The U.S. Department of Energy (DOE) has announced $68m funding for 11 multi-institution projects aimed at advancing the development of foundation models, a critical building block of AI technology.
These projects will focus on creating AI models with broad applications across scientific research, automating workflows, and accelerating computational science.
Key investment in foundation models
Foundation models are a type of machine learning or deep learning framework trained on large, diverse datasets.
These models are versatile and can be adapted to a wide range of tasks, from scientific programming to automating laboratory processes.

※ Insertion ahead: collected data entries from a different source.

use thiserror::Error;

#[derive(Debug, Error)]
pub enum ReadingError {
    #[error("language model API key not set (expected in ${0})")]
    MissingApiKey(String),
    #[error("request to language model failed: {0}")]
    Http(#[from] reqwest::Error),
    #[error("language model returned HTTP {status}: {body}")]
    Status { status: u16, body: String },
    #[error("language model returned no text")]
    EmptyResponse,
    #[error("history file error: {0}")]
    Io(#[from] std::io::Error),
    #[error("history file is not valid YAML: {0}")]
    Yaml(#[from] serde_yaml::Error),
}
use std::path::Path;

use serde::{Deserialize, Serialize};
use utoipa::ToSchema;

use crate::reading::ReadingError;

#[derive(Debug, Clone, Copy, PartialEq, Eq, Serialize, Deserialize, ToSchema)]
#[serde(rename_all = "snake_case")]
pub enum ChatRole {
    User,
    Assistant,
}

#[derive(Debug, Clone, PartialEq, Serialize, Deserialize, ToSchema)]
pub struct ChatTurn {
    pub role: ChatRole,
    pub content: String,
}

impl ChatTurn {
    pub fn user(content: impl Into<String>) -> Self {
        Self {
            role: ChatRole::User,
            content: content.into(),
        }
    }

    pub fn assistant(content: impl Into<String>) -> Self {
        Self {
            role: ChatRole::Assistant,
            content: content.into(),
        }
    }
}

/// Conversation so far, oldest turn first. Owned by the caller and passed
/// into every request.
#[derive(Debug, Clone, Default, PartialEq, Serialize, Deserialize, ToSchema)]
#[serde(transparent)]
pub struct History(Vec<ChatTurn>);

impl History {
    pub fn new() -> Self {
        Self::default()
    }

    pub fn turns(&self) -> &[ChatTurn] {
        &self.0
    }

    pub fn len(&self) -> usize {
        self.0.len()
    }

    pub fn is_empty(&self) -> bool {
        self.0.is_empty()
    }

    pub fn push(&mut self, turn: ChatTurn) {
        self.0.push(turn);
    }

    /// A missing file is an empty conversation.
    pub fn load(path: &Path) -> Result<Self, ReadingError> {
        if !path.exists() {
            return Ok(Self::new());
        }
        let content = std::fs::read_to_string(path)?;
        if content.trim().is_empty() {
            return Ok(Self::new());
        }
        Ok(serde_yaml::from_str(&content)?)
    }

    pub fn save(&self, path: &Path) -> Result<(), ReadingError> {
        std::fs::write(path, serde_yaml::to_string(self)?)?;
        Ok(())
    }
}

#[cfg(test)]
mod tests {
    use super::*;

    #[test]
    fn persists_in_order() {
        let dir = tempfile::tempdir().unwrap();
        let path = dir.path().join("history.yaml");

        assert!(History::load(&path).unwrap().is_empty());

        let mut history = History::new();
        history.push(ChatTurn::user("When will I travel?"));
        history.push(ChatTurn::assistant("Jupiter transits your ninth house..."));
        history.save(&path).unwrap();

        let loaded = History::load(&path).unwrap();
        assert_eq!(loaded, history);
        assert_eq!(loaded.turns()[0].role, ChatRole::User);
        assert_eq!(loaded.turns()[1].role, ChatRole::Assistant);
    }

    #[test]
    fn rejects_malformed_history() {
        let dir = tempfile::tempdir().unwrap();
        let path = dir.path().join("history.yaml");
        std::fs::write(&path, "- role: narrator\n  content: hi\n").unwrap();
        assert!(matches!(History::load(&path), Err(ReadingError::Yaml(_))));
    }
}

With this funding, researchers will not only develop foundation models but also explore innovative methods to enhance their energy efficiency and privacy-preserving capabilities.
By training models that use privacy-preserving and distributed methods, the DOE aims to ensure that AI technologies protect sensitive data while still offering valuable insights.
This step aligns with the department’s broader goals to secure the trustworthy use of AI in scientific discovery, as outlined in Executive Order 14110 from the White House.
Foundation models for energy efficient and secure AI
Ceren Susut, DOE’s Associate Director of Science for Advanced Scientific Computing Research, emphasised the transformative potential of AI in scientific research, noting that the department’s efforts will make AI applications more trustworthy and energy efficient.
“Progress in AI is inspiring us to imagine faster and more efficient ways to do science,” Susut said. “These research efforts will make scientific AI both more trustworthy and more energy efficient, unlocking AI’s potential to accelerate scientific discovery.
“There is a huge variety in the number of applications where scientists can use AI, from the laboratory to the field to producing scientific research.”
Among the goals of the funded projects is the development of energy-efficient AI algorithms and hardware, which will support the DOE’s push for environmentally responsible innovation.
Another key area is the privacy-preserving models that protect personal and sensitive data during AI processes, allowing institutions to collaborate without compromising privacy.
Diverse applications and long-term funding
The range of projects supported by this funding covers diverse scientific applications. This includes understanding how foundation models improve as they grow in size and complexity and training AI models using data distributed across multiple institutions.
The selected projects are part of the DOE’s Funding Opportunity Announcement for Advancements in Artificial Intelligence for Science. Total funding includes $20m allocated for fiscal year 2024, with additional funding for subsequent years dependent on congressional appropriations.
The projects will span up to three years, fostering long-term collaboration and innovation across research institutions.
The DOE’s initiative highlights the importance of foundation models in advancing AI-driven scientific discovery.
By enhancing the energy efficiency and security of these models, the department is setting the stage for AI to play a pivotal role in future scientific breakthroughs.